Dr. Royel Montel Johnson (co-principal investigator) is assistant professor of higher education at Pennsylvania State University within the Department of Educational Policy Studies. His research focuses on major policy- and practice-relevant issues in education such as college access and success; race, equity and diversity; and student learning and development. He is co-editor of a forthcoming book on historically Black colleges and universities and has published dozens of journal articles, book chapters and other academic publications.
This project also benefitted from the contributions of many others over the course of time who have helped contact administrators, write institutional profiles, and elicit quotations from personnel at featured institutions. These include (in alphabetical order): Stanley Gates, Shay Merritte, Danny Ndungu, Tiffany Steele and Catherine Wang.
ABOUT THE SURVEY
The MPPWSA survey consists of approximately 60 items, organized into 10 major sections. For example, one section elicits contact information for the survey respondent and identifying information about their respective institution (e.g., control, minority-serving institution [MSI] status). Another section includes several items to assess the structural diversity of the institution and student affairs department in terms of gender, race, sexual orientation and disability status. There are several sections that measure the availability and extent of support services provided to student affairs staff on campus, such as professional development.
The survey was authored by Terrell Strayhorn, with input from experts on the project advisory board, and is not available in the public domain. Now part of the larger project, Most Promising Places to Work, the survey has been administered by Strayhorn and his teams at various centers, Do Good Work Educational Consulting LLC,
and in 2018 by a paid external consultant hired by Diverse: Issues In Higher Education. All analyses presented in this edition were conducted by Terrell Strayhorn and Royel Johnson.
MOST PROMISING PLACES TO WORK IN STUDENT AFFAIRS ADVISORY BOARD
Tracey Cameron, Ph.D.
Assistant Dean of Intercultural Education
Director Harambee House
Advisor to Student of African Descent
Stan Carpenter, Ph.D.
College of Education
Texas State University
Kristen A. Renn, Ph.D.
Professor of Higher, Adult, & Lifelong Education
Michigan State University
Joan B. Hirt, Ph.D.
College of Liberal Arts and Human Sciences
Virginia Polytechnic Institute and State University
Sue Saunders, Ph.D.
Program Coordinator, Higher Education and Student Affairs
Extension Professor, Department of Educational Leadership
Neag School of Education
Building on the success of previous years, we are excited to include a set of “promising practices” in this year’s report for Most Promising Places to Work in Student Affairs 2019. As the MPPWSA project matures each year, we learn more and more about what’s going on at various institutions to increase staff diversity, to foster a sense of belonging and to equip college student educators for their work with students.
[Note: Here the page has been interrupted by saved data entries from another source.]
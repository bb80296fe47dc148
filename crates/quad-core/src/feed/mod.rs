//! Feed controller: post collection, composer, per-post operations.
//!
//! Owns the in-memory post collection (server order, replaced wholesale
//! on every reload), the composer draft with its transient image
//! attachment, and a per-post operation map so one post's in-flight
//! request never disables another post's controls.
//!
//! Every async operation catches its failure at the boundary and folds
//! it into `error_message`; nothing escapes as an unhandled error, and
//! per-post flags are cleared exactly once per request on success and
//! failure alike.

pub mod attachment;
pub mod pending;

use std::path::PathBuf;
use std::sync::Arc;

use quad_types::{Post, PostKey};
use tracing::error;

use crate::api::{ApiClient, NewPost};
use crate::session::SessionStore;
use attachment::{ImageAttachment, PreviewRegistry};
use pending::PendingOps;

const LOAD_POSTS_FALLBACK: &str = "Failed to load posts.";
const CREATE_POST_FALLBACK: &str = "Failed to create post.";
const REACT_FALLBACK: &str = "Failed to react to post.";
const COMMENT_FALLBACK: &str = "Failed to post comment.";
const LOAD_COMMENTS_FALLBACK: &str = "Failed to load comments.";

const EMPTY_POST_MESSAGE: &str = "Post content cannot be empty.";
const EMPTY_COMMENT_MESSAGE: &str = "Comment cannot be empty.";
const UNRESOLVED_USER_MESSAGE: &str = "Could not determine the current user. Please log in again.";
const UNKNOWN_POST_MESSAGE: &str = "This post can no longer be found.";

/// Controller for the feed surface.
pub struct FeedController {
    api: ApiClient,
    session: Arc<SessionStore>,
    previews: Arc<PreviewRegistry>,

    /// Posts in server order; replaced wholesale by every reload.
    pub posts: Vec<Post>,
    /// A collection fetch is in flight.
    pub is_loading: bool,
    /// User-facing message for the last failed operation.
    pub error_message: Option<String>,

    /// Composer draft content.
    pub draft_content: String,
    /// Composer draft title.
    pub draft_title: String,
    attachment: Option<ImageAttachment>,

    pending: PendingOps,
}

impl FeedController {
    pub fn new(
        api: ApiClient,
        session: Arc<SessionStore>,
        previews: Arc<PreviewRegistry>,
    ) -> Self {
        Self {
            api,
            session,
            previews,
            posts: Vec::new(),
            is_loading: false,
            error_message: None,
            draft_content: String::new(),
            draft_title: String::new(),
            attachment: None,
            pending: PendingOps::default(),
        }
    }

    // ========================================================================
    // Collection
    // ========================================================================

    /// Fetches the full post collection and replaces the in-memory one.
    ///
    /// A full reload always wins; on failure the previous collection is
    /// left untouched and only the error message changes.
    pub async fn load_posts(&mut self) {
        self.is_loading = true;
        let result = self.api.fetch_posts().await;
        self.is_loading = false;

        match result {
            Ok(posts) => {
                self.posts = posts;
                self.error_message = None;
            }
            Err(err) => {
                error!("Failed to load posts: {err}");
                self.error_message = Some(err.user_message(LOAD_POSTS_FALLBACK));
            }
        }
    }

    /// Validates the composer draft and submits it as a new post.
    ///
    /// Fails fast, without a network call, on empty content or an
    /// unresolvable acting user. On success the draft (content, title,
    /// attachment) is cleared and the feed reloaded to reconcile with
    /// server state.
    pub async fn submit_post(&mut self) {
        let content = self.draft_content.trim().to_string();
        if content.is_empty() {
            self.error_message = Some(EMPTY_POST_MESSAGE.to_string());
            return;
        }

        let Some((author_id, campus_id)) = self.resolve_author_and_campus() else {
            self.error_message = Some(UNRESOLVED_USER_MESSAGE.to_string());
            return;
        };

        let title = {
            let trimmed = self.draft_title.trim();
            (!trimmed.is_empty()).then(|| trimmed.to_string())
        };
        let image: Option<PathBuf> = self.attachment.as_ref().map(|a| a.file().to_path_buf());

        let new_post = NewPost {
            content,
            author_id,
            campus_id,
            title,
            image,
        };

        match self.api.create_post(&new_post).await {
            Ok(()) => {
                self.draft_content.clear();
                self.draft_title.clear();
                self.clear_image_attachment();
                self.error_message = None;
                self.load_posts().await;
            }
            Err(err) => {
                error!("Failed to create post: {err}");
                self.error_message = Some(err.user_message(CREATE_POST_FALLBACK));
            }
        }
    }

    // ========================================================================
    // Image attachment
    // ========================================================================

    /// Holds a new image attachment for the composer.
    ///
    /// The previous preview handle, when one is held, is released
    /// before the new one is created.
    pub fn set_image_attachment(&mut self, file: impl Into<PathBuf>) {
        self.attachment.take();
        self.attachment = Some(ImageAttachment::new(file, &self.previews));
    }

    /// Releases the held attachment. Idempotent: clearing twice is a
    /// no-op the second time.
    pub fn clear_image_attachment(&mut self) {
        self.attachment.take();
    }

    pub fn attachment(&self) -> Option<&ImageAttachment> {
        self.attachment.as_ref()
    }

    // ========================================================================
    // Per-post operations
    // ========================================================================

    /// Toggles the heart reaction on one post.
    ///
    /// The per-post reacting flag is cleared exactly once per request,
    /// on success and failure alike. The locally-held count is updated
    /// from the response when it carries one, else incremented by one
    /// as a best-effort fallback.
    pub async fn react_to_post(&mut self, key: &PostKey) {
        if !self.posts.iter().any(|p| &p.key == key) {
            self.error_message = Some(UNKNOWN_POST_MESSAGE.to_string());
            return;
        }
        if self.resolve_actor_id().is_none() {
            self.error_message = Some(UNRESOLVED_USER_MESSAGE.to_string());
            return;
        }

        self.pending.set_reacting(key, true);
        let result = self.api.toggle_reaction(key).await;
        self.pending.set_reacting(key, false);

        match result {
            Ok(response) => {
                if let Some(post) = self.posts.iter_mut().find(|p| &p.key == key) {
                    match response.heart_count() {
                        Some(count) => post.heart_count = count,
                        None => post.heart_count += 1,
                    }
                }
                self.error_message = None;
            }
            Err(err) => {
                error!("Failed to toggle reaction on post {key}: {err}");
                self.error_message = Some(err.user_message(REACT_FALLBACK));
            }
        }
    }

    /// Submits the per-post comment draft.
    ///
    /// Fails locally on an empty (trimmed) draft or an unresolvable
    /// acting user. On success the draft is cleared and the feed
    /// reloaded; the submitting flag is cleared exactly once either way.
    pub async fn submit_comment(&mut self, key: &PostKey) {
        if !self.posts.iter().any(|p| &p.key == key) {
            self.error_message = Some(UNKNOWN_POST_MESSAGE.to_string());
            return;
        }
        let content = self.pending.comment_draft(key).trim().to_string();
        if content.is_empty() {
            self.error_message = Some(EMPTY_COMMENT_MESSAGE.to_string());
            return;
        }
        if self.resolve_actor_id().is_none() {
            self.error_message = Some(UNRESOLVED_USER_MESSAGE.to_string());
            return;
        }

        self.pending.set_submitting_comment(key, true);
        let result = self.api.create_comment(key, &content).await;
        self.pending.set_submitting_comment(key, false);

        match result {
            Ok(()) => {
                self.pending.clear_comment_draft(key);
                self.error_message = None;
                self.load_posts().await;
            }
            Err(err) => {
                error!("Failed to comment on post {key}: {err}");
                self.error_message = Some(err.user_message(COMMENT_FALLBACK));
            }
        }
    }

    /// Shows, hides, or lazily loads one post's comments.
    ///
    /// Tri-state toggle: shown comments are hidden without a fetch;
    /// fetched-but-hidden comments are shown without a fetch; comments
    /// never fetched are loaded once, cached on the post, and shown.
    pub async fn toggle_comments(&mut self, key: &PostKey) {
        let Some(index) = self.posts.iter().position(|p| &p.key == key) else {
            self.error_message = Some(UNKNOWN_POST_MESSAGE.to_string());
            return;
        };

        if self.pending.comments_visible(key) {
            self.pending.set_comments_visible(key, false);
            return;
        }
        if self.posts[index].comments.is_some() {
            self.pending.set_comments_visible(key, true);
            return;
        }

        self.pending.set_loading_comments(key, true);
        let result = self.api.fetch_comments(key).await;
        self.pending.set_loading_comments(key, false);

        match result {
            Ok(comments) => {
                self.posts[index].comments = Some(comments);
                self.pending.set_comments_visible(key, true);
                self.error_message = None;
            }
            Err(err) => {
                error!("Failed to load comments for post {key}: {err}");
                self.error_message = Some(err.user_message(LOAD_COMMENTS_FALLBACK));
            }
        }
    }

    // ========================================================================
    // Per-post state reads and draft edits
    // ========================================================================

    pub fn is_reacting(&self, key: &PostKey) -> bool {
        self.pending.is_reacting(key)
    }

    pub fn is_submitting_comment(&self, key: &PostKey) -> bool {
        self.pending.is_submitting_comment(key)
    }

    pub fn is_loading_comments(&self, key: &PostKey) -> bool {
        self.pending.is_loading_comments(key)
    }

    pub fn comments_visible(&self, key: &PostKey) -> bool {
        self.pending.comments_visible(key)
    }

    pub fn comment_draft(&self, key: &PostKey) -> &str {
        self.pending.comment_draft(key)
    }

    pub fn set_comment_draft(&mut self, key: &PostKey, draft: impl Into<String>) {
        self.pending.set_comment_draft(key, draft);
    }

    // ========================================================================
    // Actor resolution
    // ========================================================================

    /// The acting user's id, from the reactive snapshot with a direct
    /// durable-storage fallback for a stale snapshot.
    fn resolve_actor_id(&self) -> Option<i64> {
        self.resolve_user()?.user_id
    }

    /// The acting user's id and campus id; both must be valid numbers.
    fn resolve_author_and_campus(&self) -> Option<(i64, i64)> {
        let user = self.resolve_user()?;
        Some((user.user_id?, user.campus_id()?))
    }

    fn resolve_user(&self) -> Option<quad_types::AuthUser> {
        self.session
            .current_user()
            .or_else(|| self.session.credential_store().read_user())
    }
}

impl std::fmt::Debug for FeedController {
    fn fmt(&self, f: &mut std::fmt::Formatter<'_>) -> std::fmt::Result {
        f.debug_struct("FeedController")
            .field("posts", &self.posts.len())
            .field("is_loading", &self.is_loading)
            .field("error_message", &self.error_message)
            .finish_non_exhaustive()
    }
}
//! Session lifecycle against a mocked authentication boundary.

mod fixtures;

use fixtures::{harness, user_json};
use quad_types::{LoginRequest, ProfileUpdate};
use serde_json::json;
use wiremock::matchers::{body_json, header, method, path};
use wiremock::{Mock, ResponseTemplate};

fn credentials() -> LoginRequest {
    LoginRequest {
        email: "ada@campus.edu".to_string(),
        password: "hunter42".to_string(),
    }
}

#[tokio::test]
async fn test_login_persists_and_broadcasts() {
    let h = harness().await;

    Mock::given(method("POST"))
        .and(path("/auth/login"))
        .and(body_json(json!({
            "email": "ada@campus.edu",
            "password": "hunter42"
        })))
        .respond_with(ResponseTemplate::new(200).set_body_json(json!({
            "message": "Login successful",
            "user": user_json(),
            "token": "tok-123"
        })))
        .expect(1)
        .mount(&h.server)
        .await;

    let subscriber = h.session.subscribe();
    let response = h.session.login(&credentials()).await.unwrap();

    assert_eq!(response.message, "Login successful");
    assert_eq!(response.token, "tok-123");
    assert!(h.session.is_authenticated());
    assert_eq!(h.session.current_user().unwrap().user_id, Some(7));

    // Durable storage and the broadcast value agree.
    assert_eq!(h.store.read_token().as_deref(), Some("tok-123"));
    assert_eq!(h.store.read_user().unwrap().user_id, Some(7));
    assert_eq!(subscriber.borrow().as_ref().unwrap().user_id, Some(7));
}

#[tokio::test]
async fn test_login_failure_propagates_and_persists_nothing() {
    let h = harness().await;

    Mock::given(method("POST"))
        .and(path("/auth/login"))
        .respond_with(
            ResponseTemplate::new(401).set_body_json(json!({ "message": "Invalid credentials" })),
        )
        .expect(1)
        .mount(&h.server)
        .await;

    let err = h.session.login(&credentials()).await.unwrap_err();
    assert_eq!(err.server_message.as_deref(), Some("Invalid credentials"));
    assert_eq!(
        err.user_message("Login failed. Please try again."),
        "Invalid credentials"
    );

    assert!(!h.session.is_authenticated());
    assert_eq!(h.session.current_user(), None);
    assert_eq!(h.store.read_token(), None);
    assert_eq!(h.store.read_user(), None);
}

#[tokio::test]
async fn test_logout_after_login_clears_both_entries() {
    let h = harness().await;
    h.seed_logged_in_user();
    h.session.initialize();
    assert!(h.session.is_authenticated());

    h.session.logout();

    assert!(!h.session.is_authenticated());
    assert_eq!(h.session.current_user(), None);
    assert_eq!(h.store.read_token(), None);
    assert_eq!(h.store.read_user(), None);
}

#[tokio::test]
async fn test_profile_fetch_carries_token_and_updates_state() {
    let h = harness().await;
    h.seed_logged_in_user();
    h.session.initialize();

    let mut updated = user_json();
    updated["first_name"] = json!("Adele");
    Mock::given(method("GET"))
        .and(path("/auth/profile"))
        .and(header("authorization", "Bearer tok-123"))
        .respond_with(ResponseTemplate::new(200).set_body_json(updated))
        .expect(1)
        .mount(&h.server)
        .await;

    let user = h.session.fetch_profile().await.unwrap();
    assert_eq!(user.first_name.as_deref(), Some("Adele"));

    assert_eq!(
        h.session.current_user().unwrap().first_name.as_deref(),
        Some("Adele")
    );
    assert_eq!(h.store.read_user().unwrap().first_name.as_deref(), Some("Adele"));
}

#[tokio::test]
async fn test_profile_update_failure_leaves_prior_state() {
    let h = harness().await;
    h.seed_logged_in_user();
    h.session.initialize();

    Mock::given(method("PUT"))
        .and(path("/auth/profile"))
        .respond_with(
            ResponseTemplate::new(500).set_body_json(json!({ "message": "Profile locked" })),
        )
        .expect(1)
        .mount(&h.server)
        .await;

    let update = ProfileUpdate {
        first_name: Some("Adele".to_string()),
        ..ProfileUpdate::default()
    };
    let err = h.session.update_profile(&update).await.unwrap_err();
    assert_eq!(err.server_message.as_deref(), Some("Profile locked"));

    // Prior state untouched on both sides.
    assert_eq!(
        h.session.current_user().unwrap().first_name.as_deref(),
        Some("Ada")
    );
    assert_eq!(h.store.read_user().unwrap().first_name.as_deref(), Some("Ada"));
}

#[tokio::test]
async fn test_profile_update_success_broadcasts() {
    let h = harness().await;
    h.seed_logged_in_user();
    h.session.initialize();

    let mut updated = user_json();
    updated["last_name"] = json!("Byron");
    Mock::given(method("PUT"))
        .and(path("/auth/profile"))
        .and(body_json(json!({ "last_name": "Byron" })))
        .respond_with(ResponseTemplate::new(200).set_body_json(updated))
        .expect(1)
        .mount(&h.server)
        .await;

    let update = ProfileUpdate {
        last_name: Some("Byron".to_string()),
        ..ProfileUpdate::default()
    };
    h.session.update_profile(&update).await.unwrap();

    let subscriber = h.session.subscribe();
    assert_eq!(
        subscriber.borrow().as_ref().unwrap().last_name.as_deref(),
        Some("Byron")
    );
}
In previous editions of Diverse, we shared practices that hold promise for achieving the outcomes we desire with student affairs staff (for more, see Diverse Online); this year, we present the growing list of promising practices.
- A Culture of Evidence Based Practice
- Engagement in the Broader Profession
- Commitment to Inclusive Excellence
- Organizational Mindset for Learning & Improvement
The American College Personnel Association (ACPA), along with several other national professional associations, acknowledges the important role that research, theory and scholarship play in effective student affairs practice. So much so that the most recent Professional Competencies and Standards Report affirms the importance of evidence-based practice, which is one of the “promising practices” that distinguish MPPWSA institutions from their peers. Our conversations and site visits revealed an obvious ethos within these divisions of student affairs that pressed for the use of research, theory and scholarship in everyday practice.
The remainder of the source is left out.